Licenziamento individuale per giustificato motivo oggettivo

Nel licenziamento individuale per giustificato motivo oggettivo, determinato da ragioni inerenti l'attività produttiva, la causa che determina il recesso non è un generico ridimensionamento dell'attività imprenditoriale, ma consiste nella necessità di procedere alla soppressione del posto o del reparto cui è addetto il singolo lavoratore, soppressione che deve essere diretta a fronteggiare situazioni sfavorevoli non contingenti, sicché il lavoratore ha il diritto che il datore di lavoro (su cui incombe il relativo onere) dimostri la concreta riferibilità del licenziamento individuale ad iniziative collegate ad effettive ragioni di carattere produttivo-organizzativo, e non ad un mero incremento di profitti, e che dimostri, inoltre, l'impossibilità di utilizzare il lavoratore stesso in altre mansioni equivalenti a quelle esercitate prima della ristrutturazione aziendale.

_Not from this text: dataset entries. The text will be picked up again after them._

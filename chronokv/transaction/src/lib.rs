//! Common transaction infrastructure for the chronokv storage engine.
//!
//! This crate provides the timestamp, fingerprint and lifecycle types shared by the
//! oracle and by every transaction implementation built on top of it.

pub mod error;
pub mod fingerprint;
pub mod oracle;
pub mod timestamp;
pub mod transaction;

pub use error::TimestampError;
pub use fingerprint::Fingerprint;
// Re-export commonly used types
pub use oracle::TimestampOracle;
pub use timestamp::{AtomicTimestamp, Timestamp};
pub use transaction::{Transaction, TxnState};
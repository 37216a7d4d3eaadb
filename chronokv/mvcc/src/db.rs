use std::sync::Arc;

use chronokv_transaction::{Timestamp, TimestampOracle};
use tracing::{debug, info};

use crate::config::OracleConfig;
use crate::error::{ModeError, MvccResult, TransactionError};
use crate::oracle::Oracle;
use crate::sequence::Sequence;
use crate::storage::VersionStore;
use crate::txn::Txn;

/// Handle binding one [`Oracle`] to the [`VersionStore`] underneath it.
///
/// Cloning is cheap; every clone and every transaction shares the same oracle.
#[derive(Clone)]
pub struct Db {
    inner: Arc<DbInner>,
}

struct DbInner {
    oracle: Oracle,
    store: Arc<dyn VersionStore>,
    config: OracleConfig,
}

impl Db {
    /// Create the oracle on top of `store`, seeding its counters from the highest version
    /// already stored.
    pub fn open(store: Arc<dyn VersionStore>, config: OracleConfig) -> MvccResult<Self> {
        config.validate()?;
        let max_version = store.max_version()?;
        let oracle = Oracle::new(&config, max_version)?;
        info!(
            managed = config.managed_txns,
            detect_conflicts = config.detect_conflicts,
            %max_version,
            "oracle opened"
        );
        Ok(Self {
            inner: Arc::new(DbInner {
                oracle,
                store,
                config,
            }),
        })
    }

    /// Begin a transaction reading the latest durable snapshot.
    pub fn new_transaction(&self, update: bool) -> MvccResult<Txn> {
        if self.is_managed() {
            return Err(ModeError::UnsupportedInManagedMode("new_transaction").into());
        }
        Txn::begin(self.clone(), None, update)
    }

    pub(crate) fn new_transaction_at(&self, read_ts: Timestamp, update: bool) -> MvccResult<Txn> {
        Txn::begin(self.clone(), Some(read_ts), update)
    }

    /// Run `f` in an update transaction and commit it if `f` succeeds.
    pub fn update<T, F>(&self, f: F) -> MvccResult<T>
    where
        F: FnOnce(&mut Txn) -> MvccResult<T>,
    {
        if self.is_managed() {
            return Err(ModeError::UnsupportedInManagedMode("update").into());
        }
        let mut txn = self.new_transaction(true)?;
        let value = f(&mut txn)?;
        txn.commit()?;
        Ok(value)
    }

    /// Run `f` in a read-only transaction.
    pub fn view<T, F>(&self, f: F) -> MvccResult<T>
    where
        F: FnOnce(&Txn) -> MvccResult<T>,
    {
        if self.is_managed() {
            return Err(ModeError::UnsupportedInManagedMode("view").into());
        }
        let mut txn = self.new_transaction(false)?;
        let value = f(&txn);
        txn.discard();
        value
    }

    /// Lease integers from the sequence stored under `key`, `bandwidth` at a time.
    pub fn get_sequence(&self, key: impl Into<Vec<u8>>, bandwidth: u64) -> MvccResult<Sequence> {
        if self.is_managed() {
            return Err(ModeError::UnsupportedInManagedMode("get_sequence").into());
        }
        let key = key.into();
        if key.is_empty() {
            return Err(TransactionError::EmptyKey.into());
        }
        if bandwidth == 0 {
            return Err(TransactionError::ZeroBandwidth.into());
        }
        Sequence::open(self.clone(), key, bandwidth)
    }

    /// Tell the store that versions shadowed at or below `ts` may be reclaimed.
    /// Rejected while a live or future reader could still see them.
    pub fn purge_below(&self, ts: Timestamp) -> MvccResult<()> {
        self.inner.oracle.purge_below(ts)?;
        self.inner.store.purge_below(ts)?;
        debug!(%ts, "purge below forwarded to store");
        Ok(())
    }

    pub fn oracle(&self) -> &Oracle {
        &self.inner.oracle
    }

    pub fn config(&self) -> &OracleConfig {
        &self.inner.config
    }

    pub fn is_managed(&self) -> bool {
        self.inner.oracle.is_managed()
    }

    pub(crate) fn store(&self) -> &dyn VersionStore {
        self.inner.store.as_ref()
    }
}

In altre parole, giustificandosi il recesso solo come extrema ratio il datore di lavoro ha l'onere di provare, con riferimento alla organizzazione aziendale esistente all'epoca del licenziamento e anche attraverso fatti positivi, tali da determinare presunzioni semplici (come il fatto che dopo il licenziamento e per un congruo periodo non vi siano state nuove assunzioni nella stessa qualifica del lavoratore licenziato), l'impossibilità di adibire utilmente il lavoratore in mansioni diverse da quelle che prima svolgeva.

Inoltre, il datore di lavoro che adduca a fondamento del licenziamento la soppressione del posto di lavoro cui era addetto il lavoratore licenziato ha l'onere di provare non solo che al momento del licenziamento non sussisteva alcuna posizione di lavoro analoga a quella soppressa, alla quale avrebbe potuto essere assegnato il lavoratore per l'espletamento di mansioni equivalenti a quelle svolte, ma anche di aver prospettato, senza ottenerne il consenso, la possibilità di un reimpiego in mansioni inferiori rientranti nel suo bagaglio professionale, purché tali mansioni siano compatibili con l'assetto organizzativo aziendale insindacabilmente stabilito dall'imprenditore.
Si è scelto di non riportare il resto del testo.